Wanneer ik ’s ochtends wakker word en de vage omtrekken van de slaapkamer zie, en ik realiseer me dat er vandaag niets opmerkelijks op de planning staat, voel ik een diepe tevredenheid. Hetzelfde gevoel had ik vanochtend. Terwijl ik luisterde naar de podcast “Het Uur met Adriaan van Dis” (misschien moet ik toch eens zijn boeken gaan lezen) en later naar “Na Sluitingstijd” van Dagblad van het Noorden, keek ik naar de grijze lucht buiten waar af en toe een regendruppel op het raam bleef hangen.

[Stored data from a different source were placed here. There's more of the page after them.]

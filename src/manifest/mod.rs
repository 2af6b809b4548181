//! App manifest parsing, validation, and artifact resolution.
//!
//! A manifest is a declarative JSON document describing one app: its
//! version, the executable inside a version directory, where to download
//! the 64-bit artifact, the SHA-256 digest to verify it against, and
//! optional version-discovery and pre-install hooks.
//!
//! ```json
//! {
//!   "version": "1.37.0-1",
//!   "bin": "aria2c.exe",
//!   "architecture": {
//!     "64bit": {
//!       "url": "https://example.com/aria2.zip",
//!       "hash": "67d01530…",
//!       "extract_dir": "aria2-1.37.0-win-64bit-build1"
//!     }
//!   },
//!   "checkver": {
//!     "github": "https://github.com/aria2/aria2",
//!     "regex": "/aria2-(?<version>[\\d.]+)-win-64bit-build(?<build>\\d+)\\.zip",
//!     "replace": "${version}-${build}"
//!   },
//!   "autoupdate": {
//!     "architecture": {
//!       "64bit": { "url": "https://example.com/aria2-$matchVersion.zip" }
//!     }
//!   }
//! }
//! ```
//!
//! Parsing guarantees that `version` and `bin` are non-empty and that a
//! verifiable 64-bit artifact resolves, so downstream code never has to
//! re-check those.

use anyhow::{bail, Context, Result};
use serde::{Deserialize, Serialize};
use std::path::Path;

/// Declarative description of one app.
#[derive(Debug, Clone, Default, PartialEq, Eq, Serialize, Deserialize)]
#[serde(default)]
pub struct Manifest {
    /// Opaque version identifier (e.g. `1.37.0-1`).
    pub version: String,

    /// Optional human-readable description.
    #[serde(skip_serializing_if = "String::is_empty")]
    pub description: String,

    /// Optional release-discovery declaration.
    #[serde(skip_serializing_if = "Checkver::is_empty")]
    pub checkver: Checkver,

    /// Pinned artifact block; wins over `autoupdate` when its URL is set.
    pub architecture: Architecture,

    /// Templated artifact block applied when discovery finds a newer
    /// version.
    pub autoupdate: Autoupdate,

    /// Executable path relative to a version directory.
    pub bin: String,

    /// Declared shortcuts; decoded for completeness, unused by the engine.
    #[serde(skip_serializing_if = "Vec::is_empty")]
    pub shortcuts: Vec<Vec<String>>,

    /// Ordered pre-install hook expressions, passed verbatim to the script
    /// runner.
    #[serde(skip_serializing_if = "Vec::is_empty")]
    pub pre_install: Vec<String>,

    /// Fallback digest promoted into an artifact block that lacks one.
    #[serde(skip_serializing_if = "String::is_empty")]
    pub hash: String,
}

/// Release-discovery declaration.
#[derive(Debug, Clone, Default, PartialEq, Eq, Serialize, Deserialize)]
#[serde(default)]
pub struct Checkver {
    /// GitHub repository URL whose latest release is queried.
    pub github: String,
    /// Regex with named captures tried against each release asset URL.
    #[serde(skip_serializing_if = "String::is_empty")]
    pub regex: String,
    /// Template rendered from the captures to produce the version string.
    #[serde(skip_serializing_if = "String::is_empty")]
    pub replace: String,
}

impl Checkver {
    /// Whether the block is entirely absent.
    pub fn is_empty(&self) -> bool {
        self.github.is_empty() && self.regex.is_empty() && self.replace.is_empty()
    }

    /// Whether all fields required to run discovery are present.
    pub fn is_complete(&self) -> bool {
        !self.github.is_empty() && !self.regex.is_empty() && !self.replace.is_empty()
    }
}

/// Per-architecture artifact table. Only 64-bit is supported.
#[derive(Debug, Clone, Default, PartialEq, Eq, Serialize, Deserialize)]
#[serde(default)]
pub struct Architecture {
    /// The 64-bit artifact block.
    #[serde(rename = "64bit")]
    pub x64: Artifact,
}

/// `autoupdate` wrapper mirroring the manifest's nesting.
#[derive(Debug, Clone, Default, PartialEq, Eq, Serialize, Deserialize)]
#[serde(default)]
pub struct Autoupdate {
    /// Templated artifact table.
    pub architecture: Architecture,
}

/// A downloadable artifact: URL, expected digest, optional in-archive
/// subdirectory.
#[derive(Debug, Clone, Default, PartialEq, Eq, Serialize, Deserialize)]
#[serde(default)]
pub struct Artifact {
    /// Download URL.
    pub url: String,
    /// Expected SHA-256 digest (`sha256:` prefix tolerated).
    #[serde(skip_serializing_if = "String::is_empty")]
    pub hash: String,
    /// Subdirectory inside the extracted archive holding the payload.
    #[serde(skip_serializing_if = "String::is_empty")]
    pub extract_dir: String,
}

impl Manifest {
    /// Parse and validate a manifest file.
    pub fn parse_file(path: &Path) -> Result<Self> {
        let bytes = std::fs::read(path)
            .with_context(|| format!("read manifest file: {}", path.display()))?;
        Self::parse_bytes(&bytes)
    }

    /// Parse and validate manifest bytes.
    pub fn parse_bytes(bytes: &[u8]) -> Result<Self> {
        let manifest: Self =
            serde_json::from_slice(bytes).context("decode manifest json")?;
        manifest.validate()?;
        Ok(manifest)
    }

    /// Check the invariants the rest of the system relies on.
    pub fn validate(&self) -> Result<()> {
        if self.version.is_empty() {
            bail!("manifest version is required");
        }
        if self.bin.is_empty() {
            bail!("manifest bin is required");
        }
        self.resolve_artifact_64()?;
        Ok(())
    }

    /// Resolve the effective 64-bit artifact.
    ///
    /// The pinned `architecture.64bit` block wins when it carries a URL;
    /// otherwise the `autoupdate` block is used. A block without a hash
    /// inherits the manifest's top-level `hash`. Both URL and hash must end
    /// up non-empty — an artifact that cannot be verified must never be
    /// downloaded.
    pub fn resolve_artifact_64(&self) -> Result<Artifact> {
        let mut artifact = self.architecture.x64.clone();
        if artifact.url.is_empty() {
            artifact = self.autoupdate.architecture.x64.clone();
        }
        if artifact.url.is_empty() {
            bail!("manifest 64bit artifact url is required");
        }
        if artifact.hash.is_empty() && !self.hash.is_empty() {
            artifact.hash = self.hash.clone();
        }
        if artifact.hash.is_empty() {
            bail!("manifest 64bit artifact hash is required");
        }
        Ok(artifact)
    }
}
//! SHA-256 content verification for downloaded artifacts.

use anyhow::{bail, Context, Result};
use sha2::{Digest, Sha256};
use std::fs::File;
use std::io::Read;
use std::path::Path;

/// Compute the lowercase hex SHA-256 digest of a file, streaming it in
/// fixed-size chunks so large archives never land in memory at once.
pub fn sha256_file(path: &Path) -> Result<String> {
    let mut file =
        File::open(path).with_context(|| format!("open file for hash: {}", path.display()))?;
    let mut hasher = Sha256::new();
    let mut buf = [0u8; 8192];
    loop {
        let n = file.read(&mut buf).context("hash file")?;
        if n == 0 {
            break;
        }
        hasher.update(&buf[..n]);
    }
    Ok(hex::encode(hasher.finalize()))
}

/// Verify a file against an expected digest.
///
/// The expected value is canonicalized first: an optional `sha256:` prefix
/// is stripped and the remainder lowercased, so manifests may carry either
/// form.
pub fn verify_sha256(path: &Path, expected: &str) -> Result<()> {
    let actual = sha256_file(path)?;
    let expected = expected
        .strip_prefix("sha256:")
        .unwrap_or(expected)
        .to_ascii_lowercase();
    if actual != expected {
        bail!("sha256 mismatch: expected {expected} got {actual}");
    }
    Ok(())
}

Gisteravond, met tranen in mijn ogen, keek ik naar de laatste aflevering van “Over Mijn Lijk”, waar de slechts vijfendertigjarige Jeffrey zijn gezin achter moet laten. Jeffrey mijmerde bij het voetbalveld, toen er nog wat vel om zijn botten zat, over de toekomst. ‘Wat moeten ze straks?’ vroeg hij zich af. ‘We hebben het nu goed. We kunnen doen wat we willen. In het weekend bestellen we altijd eten, daar denken we niet eens over na. Maar straks zullen ze die luxe niet meer hebben.’
Dat is het precies. De franjes van het leven zijn leuk, maar het zijn de gewone dagen, waarop er geen of nauwelijks zorgen zijn, of je ze even vergeet, die het meest waardevol zijn. Dan eten bestellen in het weekend. …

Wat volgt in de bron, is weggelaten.